Via le National Post:
A people’s tax cut
May 26, 2010 – 8:48 pm
Abolish the corporate tax — only real people pay taxes
By Maxime Bernier
A famous American jurist, Oliver Wendell Holmes Jr., wrote in 1927 that taxes are the price we pay for civilization. However much truth there may be in this statement, we’ve now gone way beyond this. Taxes today are the price we pay for having a big, fat and inefficient bureaucracy that tries to intervene in every aspect of our lives.
As long as we have taxes, however, we should make sure that they cause the least possible distortion in our economy.
Some taxes are really dumb. A tax on capital is self-defeating, in that it slows down capital accumulation, investment and economic growth. Fortunately, it has been abolished at the federal level. And our government provided an incentive in the 2007 budget to encourage provinces that still have a tax on capital to phase it out.
What about the corporate income tax? One proposal we hear regularly from proponents of bigger government is that corporations don’t pay enough taxes. If only they did, we could fund more government programs, and we could reduce the tax burden on individual taxpayers.
However appealing this argument may sound, it has no basis in logic.
Corporations may have a legal personality, but they are only abstract entities. They are, in effect, simply a bundle of contracts between managers, investors and workers, to produce some specific goods or services. Bundles of contracts don’t pay taxes, only real people pay taxes.
From the perspective of corporations, taxes are an additional cost of doing business. If you increase their taxes, to remain profitable they will have to find ways to lower other costs, or to increase revenues.
How does a corporation do this? One way is to reduce the returns to its owners and investors. In that sense, it becomes the equivalent of a capital tax, or a capital gains tax. It is not the corporation that pays the tax, but rather its owners and investors. And since capital is mobile, there is a limit to how much you can tax it. The result, as with the capital tax, is that we end up discouraging capital accumulation and investments in Canada.
Another way for corporations to shift the burden of their income tax is to increase the price of what they produce. In that sense, it becomes the equivalent of a tax on consumption. It is the consumers who pay it, not the corporation.

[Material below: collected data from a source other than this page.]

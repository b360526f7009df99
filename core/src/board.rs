use alloc::vec::Vec;
use core::ops::Index;
use ndarray::Array2;
use serde::{Deserialize, Serialize};

use crate::*;

/// Stored as the adjacent count of mine cells, where a count has no meaning.
pub const MINE_SENTINEL: u8 = u8::MAX;

#[derive(Copy, Clone, Debug, PartialEq, Eq, Serialize, Deserialize)]
pub enum CellKind {
    Mine,
    Safe,
}

/// Player-facing state of a cell. Being a single enum a cell can never be
/// revealed and flagged at the same time.
#[derive(Copy, Clone, Debug, Default, PartialEq, Eq, Serialize, Deserialize)]
pub enum CellState {
    #[default]
    Hidden,
    Revealed,
    Flagged,
}

#[derive(Copy, Clone, Debug, PartialEq, Eq, Serialize, Deserialize)]
pub struct Cell {
    pub kind: CellKind,
    pub state: CellState,
    adjacent_mines: u8,
}

impl Cell {
    pub const fn safe() -> Self {
        Self {
            kind: CellKind::Safe,
            state: CellState::Hidden,
            adjacent_mines: 0,
        }
    }

    pub const fn mine() -> Self {
        Self {
            kind: CellKind::Mine,
            state: CellState::Hidden,
            adjacent_mines: MINE_SENTINEL,
        }
    }

    pub const fn is_mine(&self) -> bool {
        matches!(self.kind, CellKind::Mine)
    }

    pub const fn is_revealed(&self) -> bool {
        matches!(self.state, CellState::Revealed)
    }

    pub const fn is_flagged(&self) -> bool {
        matches!(self.state, CellState::Flagged)
    }

    /// Count of mines around a safe cell, `None` for mines.
    pub const fn adjacent_mines(&self) -> Option<u8> {
        match self.kind {
            CellKind::Mine => None,
            CellKind::Safe => Some(self.adjacent_mines),
        }
    }
}

impl Default for Cell {
    fn default() -> Self {
        Self::safe()
    }
}

/// Fixed size grid of cells indexed by `(row, col)`.
#[derive(Clone, Debug, PartialEq, Serialize, Deserialize)]
pub struct Board {
    cells: Array2<Cell>,
    mine_count: CellCount,
    revealed_count: CellCount,
    flagged_count: CellCount,
}

impl Board {
    /// Builds a fully hidden board, `true` marks a mine.
    pub fn from_mine_mask(mine_mask: &Array2<bool>) -> Result<Self> {
        let (rows, cols) = mine_mask.dim();
        let rows = Coord::try_from(rows).map_err(|_| GameError::InvalidBoardShape)?;
        let cols = Coord::try_from(cols).map_err(|_| GameError::InvalidBoardShape)?;
        if rows == 0 || cols == 0 {
            return Err(GameError::InvalidBoardShape);
        }

        let cells = mine_mask.map(|&is_mine| if is_mine { Cell::mine() } else { Cell::safe() });
        let mine_count = cells.iter().filter(|cell| cell.is_mine()).count() as CellCount;
        let mut board = Self {
            cells,
            mine_count,
            revealed_count: 0,
            flagged_count: 0,
        };
        board.compute_adjacent_counts();
        Ok(board)
    }

    pub fn from_mine_coords(size: Coord2, mine_coords: &[Coord2]) -> Result<Self> {
        let mut mine_mask: Array2<bool> = Array2::default(size.to_nd_index());

        for &coords in mine_coords {
            if coords.0 >= size.0 || coords.1 >= size.1 {
                return Err(GameError::InvalidCoords);
            }
            mine_mask[coords.to_nd_index()] = true;
        }

        Self::from_mine_mask(&mine_mask)
    }

    /// Fills in the Moore-neighborhood mine count of every safe cell.
    pub fn compute_adjacent_counts(&mut self) {
        for coords in self.positions() {
            let count = if self[coords].is_mine() {
                MINE_SENTINEL
            } else {
                self.neighbors(coords).filter(|&pos| self[pos].is_mine()).count() as u8
            };
            self.cells[coords.to_nd_index()].adjacent_mines = count;
        }
    }

    pub fn size(&self) -> Coord2 {
        let (rows, cols) = self.cells.dim();
        (rows as Coord, cols as Coord)
    }

    pub fn rows(&self) -> Coord {
        self.size().0
    }

    pub fn cols(&self) -> Coord {
        self.size().1
    }

    pub fn total_cells(&self) -> CellCount {
        mult(self.rows(), self.cols())
    }

    pub fn mine_count(&self) -> CellCount {
        self.mine_count
    }

    pub fn safe_cell_count(&self) -> CellCount {
        self.total_cells() - self.mine_count
    }

    /// Safe cells revealed so far, mines shown after a loss are not counted.
    pub fn revealed_count(&self) -> CellCount {
        self.revealed_count
    }

    pub fn flagged_count(&self) -> CellCount {
        self.flagged_count
    }

    pub fn mines_left(&self) -> isize {
        self.mine_count as isize - self.flagged_count as isize
    }

    /// Every safe cell has been revealed.
    pub fn is_cleared(&self) -> bool {
        self.revealed_count == self.safe_cell_count()
    }

    pub fn validate_coords(&self, coords: Coord2) -> Result<Coord2> {
        let (rows, cols) = self.size();
        if coords.0 < rows && coords.1 < cols {
            Ok(coords)
        } else {
            Err(GameError::InvalidCoords)
        }
    }

    pub fn neighbors(&self, coords: Coord2) -> Neighbors {
        Neighbors::new(coords, self.size())
    }

    /// All positions in row-major order.
    pub fn positions(&self) -> impl Iterator<Item = Coord2> + use<> {
        let (rows, cols) = self.size();
        (0..rows).flat_map(move |row| (0..cols).map(move |col| (row, col)))
    }

    pub fn safe_positions(&self) -> Vec<Coord2> {
        self.positions().filter(|&pos| !self[pos].is_mine()).collect()
    }

    pub fn mine_positions(&self) -> Vec<Coord2> {
        self.positions().filter(|&pos| self[pos].is_mine()).collect()
    }

    pub(crate) fn cell_mut(&mut self, coords: Coord2) -> &mut Cell {
        &mut self.cells[coords.to_nd_index()]
    }

    pub(crate) fn record_revealed(&mut self) {
        self.revealed_count += 1;
    }

    pub(crate) fn record_flag(&mut self, flagged: bool) {
        if flagged {
            self.flagged_count += 1;
        } else {
            self.flagged_count -= 1;
        }
    }
}

impl Index<Coord2> for Board {
    type Output = Cell;

    fn index(&self, coords: Coord2) -> &Self::Output {
        &self.cells[coords.to_nd_index()]
    }
}

#[cfg(test)]
mod tests {
    use super::*;
    use alloc::vec;

    #[test]
    fn counts_mines_in_moore_neighborhood() {
        let board = Board::from_mine_coords((3, 3), &[(0, 0), (2, 2)]).unwrap();

        assert_eq!(board[(1, 1)].adjacent_mines(), Some(2));
        assert_eq!(board[(0, 1)].adjacent_mines(), Some(1));
        assert_eq!(board[(0, 2)].adjacent_mines(), Some(0));
        assert_eq!(board[(0, 0)].adjacent_mines(), None);
        assert_eq!(board.mine_count(), 2);
        assert_eq!(board.safe_cell_count(), 7);
    }

    #[test]
    fn every_neighbor_mine_counts_up_to_eight() {
        let mines: Vec<_> = Board::from_mine_coords((3, 3), &[])
            .unwrap()
            .positions()
            .filter(|&pos| pos != (1, 1))
            .collect();
        let board = Board::from_mine_coords((3, 3), &mines).unwrap();

        assert_eq!(board[(1, 1)].adjacent_mines(), Some(8));
        assert_eq!(board.safe_positions(), [(1, 1)]);
    }

    #[test]
    fn mask_rows_and_cols_follow_array_shape() {
        let mask = Array2::from_shape_vec((2, 3), vec![false, true, false, false, false, false]).unwrap();
        let board = Board::from_mine_mask(&mask).unwrap();

        assert_eq!(board.size(), (2, 3));
        assert_eq!(board.mine_positions(), [(0, 1)]);
        assert_eq!(board[(1, 0)].adjacent_mines(), Some(1));
        assert_eq!(board[(1, 2)].adjacent_mines(), Some(1));
    }

    #[test]
    fn rejects_empty_and_oversized_shapes() {
        let empty: Array2<bool> = Array2::default([0, 4]);
        let wide: Array2<bool> = Array2::default([1, 300]);

        assert_eq!(Board::from_mine_mask(&empty), Err(GameError::InvalidBoardShape));
        assert_eq!(Board::from_mine_mask(&wide), Err(GameError::InvalidBoardShape));
    }

    #[test]
    fn rejects_mines_outside_the_board() {
        assert_eq!(
            Board::from_mine_coords((2, 2), &[(2, 0)]),
            Err(GameError::InvalidCoords)
        );
    }

    #[test]
    fn validates_coordinates() {
        let board = Board::from_mine_coords((2, 3), &[]).unwrap();

        assert_eq!(board.validate_coords((1, 2)), Ok((1, 2)));
        assert_eq!(board.validate_coords((2, 0)), Err(GameError::InvalidCoords));
        assert_eq!(board.validate_coords((0, 3)), Err(GameError::InvalidCoords));
    }
}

A corporation can also decide to cut down on its factors of production by laying off workers, reducing their wages, investing less in new equipment, or buying fewer inputs from its suppliers. Once again, in the end, it is real people who will pay the tax, either the company’s workers or the workers of other companies that do business with it.
In reality, corporations will shift the tax burden in a combination of these different ways to their workers, their consumers and their investors. And since we are all, in one way or another, workers, consumers and investors, we are the ones paying the tax.
Those who believe that we can shift part of our personal tax burden onto corporations are being totally misled by their misunderstanding of how the economy works. Taxing corporations is in fact taxing people. But that’s not all.
The whole process of taxing corporations, which then act as collection agents for the government, has consequences in itself. Corporations become less efficient, adding all kinds of distorted prices and signals to the smooth functioning of the economy.
Nobody benefits from this. Taxing corporations means unnecessarily burdening our wealth-creating machines.
On the other hand, when corporations are better able to produce goods and services, we all benefit: as consumers who get more for their money; as workers who get paid better; and as investors who get a better return.
One of the policies of my government that I am most proud of is the reduction in corporate taxes announced in 2006 by my colleague, the Minister of Finance, Jim Flaherty. The general tax rate was more than 22% in 2007. It has been going down every year since and will be at 15% in 2012. Canada will then have the lowest corporate income tax of the G7 countries.
It’s too bad that the opposition parties don’t understand economic logic enough to support these tax cuts. The leader of the Opposition, Michael Ignatieff, said again recently that if he were in power today, he would freeze the planned tax cuts and spend the money instead on social programs. That’s a very dishonest way to buy votes. You pretend to take money from corporations when in fact you take it from the pockets of all citizens; and then you pretend to be very generous by spending that money on some targeted special-interest groups.
If we were to apply economic logic consistently, we would of course go even further and get rid of corporate income tax in its entirety. It may be unrealistic for now, but the more the general public understands these sound economic principles, the more likely it is that one day, it will become politically acceptable.
It’s also important to understand economic logic so that we can reply to those who will accuse us of favouring corporations at the expense of the people. Corporate tax cuts are in fact a pro-people policy, because the world is not divided between people and businesses. Businesses are made of people. Businesses are people. The choice is rather between pro-growth and anti-growth policies.
Financial Post
Maxime Bernier is the Member of Parliament for Beauce.